START Dataset records

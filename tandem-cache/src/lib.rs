//! # Tandem Cache
//!
//! Memoizing wrappers. A wrapped function is called once per distinct key;
//! later calls with an equal key get the stored result back.
//!
//! The key is computed from the whole argument value, by default through
//! `serde_json`, so `(5,)` is stored under `[5]`. Entries live until they are
//! cleared explicitly.

use serde::Serialize;
use std::collections::HashMap;
use std::future::Future;
use std::sync::{Mutex, MutexGuard, PoisonError};

pub mod error;

pub use error::CacheError;

/// Signature of a key function as a plain fn pointer.
pub type KeyFn<A> = fn(&A) -> Result<String, CacheError>;

/// Default key: structural JSON serialization of the arguments.
pub fn structural_key<A: Serialize + ?Sized>(args: &A) -> Result<String, CacheError> {
    Ok(serde_json::to_string(args)?)
}

/// Memoize a synchronous function.
pub fn cache<A, R, F>(func: F) -> Cache<A, R, F>
where
    A: Serialize,
    R: Clone,
    F: Fn(&A) -> R,
{
    Cache::new(func)
}

/// Memoize an async function. The stored value is whatever the function's
/// future resolved with.
pub fn cache_async<A, R, F, Fut>(func: F) -> AsyncCache<A, R, F>
where
    A: Serialize,
    R: Clone,
    F: Fn(A) -> Fut,
    Fut: Future<Output = R>,
{
    AsyncCache::new(func)
}

// ════════════════════════════════════════════════════════════════════
// Store
// ════════════════════════════════════════════════════════════════════

struct Store<R> {
    entries: Mutex<HashMap<String, R>>,
}

impl<R: Clone> Store<R> {
    fn new() -> Self {
        Self {
            entries: Mutex::new(HashMap::new()),
        }
    }

    // A panic inside a wrapped function never happens under the lock, so a
    // poisoned map is still consistent.
    fn lock(&self) -> MutexGuard<'_, HashMap<String, R>> {
        self.entries.lock().unwrap_or_else(PoisonError::into_inner)
    }

    fn lookup(&self, key: &str) -> Option<R> {
        self.lock().get(key).cloned()
    }

    fn insert(&self, key: String, value: R) {
        self.lock().insert(key, value);
    }

    fn clear(&self) {
        self.lock().clear();
    }

    fn remove<I, S>(&self, keys: I)
    where
        I: IntoIterator<Item = S>,
        S: AsRef<str>,
    {
        let mut entries = self.lock();
        for key in keys {
            entries.remove(key.as_ref());
        }
    }

    fn len(&self) -> usize {
        self.lock().len()
    }

    fn contains(&self, key: &str) -> bool {
        self.lock().contains_key(key)
    }
}

// ════════════════════════════════════════════════════════════════════
// Sync
// ════════════════════════════════════════════════════════════════════

pub struct Cache<A, R, F, K = KeyFn<A>> {
    func: F,
    key: K,
    store: Store<R>,
    _args: std::marker::PhantomData<fn(&A)>,
}

impl<A, R, F> Cache<A, R, F>
where
    A: Serialize,
    R: Clone,
    F: Fn(&A) -> R,
{
    pub fn new(func: F) -> Self {
        Self::with_key(func, structural_key::<A>)
    }
}

impl<A, R, F, K> Cache<A, R, F, K>
where
    R: Clone,
    F: Fn(&A) -> R,
    K: Fn(&A) -> Result<String, CacheError>,
{
    pub fn with_key(func: F, key: K) -> Self {
        Self {
            func,
            key,
            store: Store::new(),
            _args: std::marker::PhantomData,
        }
    }

    /// Returns the stored value for `args`, computing it on the first call.
    /// The store is not locked while `func` runs.
    pub fn call(&self, args: &A) -> Result<R, CacheError> {
        let key = (self.key)(args)?;
        if let Some(hit) = self.store.lookup(&key) {
            tracing::trace!(%key, "cache hit");
            return Ok(hit);
        }

        tracing::trace!(%key, "cache miss");
        let value = (self.func)(args);
        self.store.insert(key, value.clone());
        Ok(value)
    }

    pub fn key_for(&self, args: &A) -> Result<String, CacheError> {
        (self.key)(args)
    }

    /// Drops every entry.
    pub fn clear(&self) -> &Self {
        self.store.clear();
        self
    }

    /// Drops only the given keys.
    pub fn clear_keys<I, S>(&self, keys: I) -> &Self
    where
        I: IntoIterator<Item = S>,
        S: AsRef<str>,
    {
        self.store.remove(keys);
        self
    }

    pub fn contains_key(&self, key: &str) -> bool {
        self.store.contains(key)
    }

    pub fn len(&self) -> usize {
        self.store.len()
    }

    pub fn is_empty(&self) -> bool {
        self.len() == 0
    }
}

impl<A, R, F, K> std::fmt::Debug for Cache<A, R, F, K>
where
    R: Clone,
{
    fn fmt(&self, f: &mut std::fmt::Formatter<'_>) -> std::fmt::Result {
        f.debug_struct("Cache")
            .field("entries", &self.store.len())
            .finish()
    }
}

// ════════════════════════════════════════════════════════════════════
// Async
// ════════════════════════════════════════════════════════════════════

/// Concurrent misses on the same key are not merged: each one runs the
/// wrapped function, and the last to finish leaves its value in the store.
pub struct AsyncCache<A, R, F, K = KeyFn<A>> {
    func: F,
    key: K,
    store: Store<R>,
    _args: std::marker::PhantomData<fn(A)>,
}

impl<A, R, F, Fut> AsyncCache<A, R, F>
where
    A: Serialize,
    R: Clone,
    F: Fn(A) -> Fut,
    Fut: Future<Output = R>,
{
    pub fn new(func: F) -> Self {
        Self::with_key(func, structural_key::<A>)
    }
}

impl<A, R, F, Fut, K> AsyncCache<A, R, F, K>
where
    R: Clone,
    F: Fn(A) -> Fut,
    Fut: Future<Output = R>,
    K: Fn(&A) -> Result<String, CacheError>,
{
    pub fn with_key(func: F, key: K) -> Self {
        Self {
            func,
            key,
            store: Store::new(),
            _args: std::marker::PhantomData,
        }
    }

    /// A hit resolves on the first poll without touching `func`.
    pub async fn call(&self, args: A) -> Result<R, CacheError> {
        let key = (self.key)(&args)?;
        if let Some(hit) = self.store.lookup(&key) {
            tracing::trace!(%key, "async cache hit");
            return Ok(hit);
        }

        tracing::trace!(%key, "async cache miss");
        let value = (self.func)(args).await;
        self.store.insert(key, value.clone());
        Ok(value)
    }

    pub fn key_for(&self, args: &A) -> Result<String, CacheError> {
        (self.key)(args)
    }

    pub fn clear(&self) -> &Self {
        self.store.clear();
        self
    }

    pub fn clear_keys<I, S>(&self, keys: I) -> &Self
    where
        I: IntoIterator<Item = S>,
        S: AsRef<str>,
    {
        self.store.remove(keys);
        self
    }

    pub fn contains_key(&self, key: &str) -> bool {
        self.store.contains(key)
    }

    pub fn len(&self) -> usize {
        self.store.len()
    }

    pub fn is_empty(&self) -> bool {
        self.len() == 0
    }
}

impl<A, R, F, K> std::fmt::Debug for AsyncCache<A, R, F, K>
where
    R: Clone,
{
    fn fmt(&self, f: &mut std::fmt::Formatter<'_>) -> std::fmt::Result {
        f.debug_struct("AsyncCache")
            .field("entries", &self.store.len())
            .finish()
    }
}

END Dataset records

## Exercise aim
In the records above, find each line with the string "AsyncCache" and list it.

## Task answer
pub fn cache_async<A, R, F, Fut>(func: F) -> AsyncCache<A, R, F>
    AsyncCache::new(func)
pub struct AsyncCache<A, R, F, K = KeyFn<A>> {
impl<A, R, F, Fut> AsyncCache<A, R, F>
impl<A, R, F, Fut, K> AsyncCache<A, R, F, K>
impl<A, R, F, K> std::fmt::Debug for AsyncCache<A, R, F, K>
        f.debug_struct("AsyncCache")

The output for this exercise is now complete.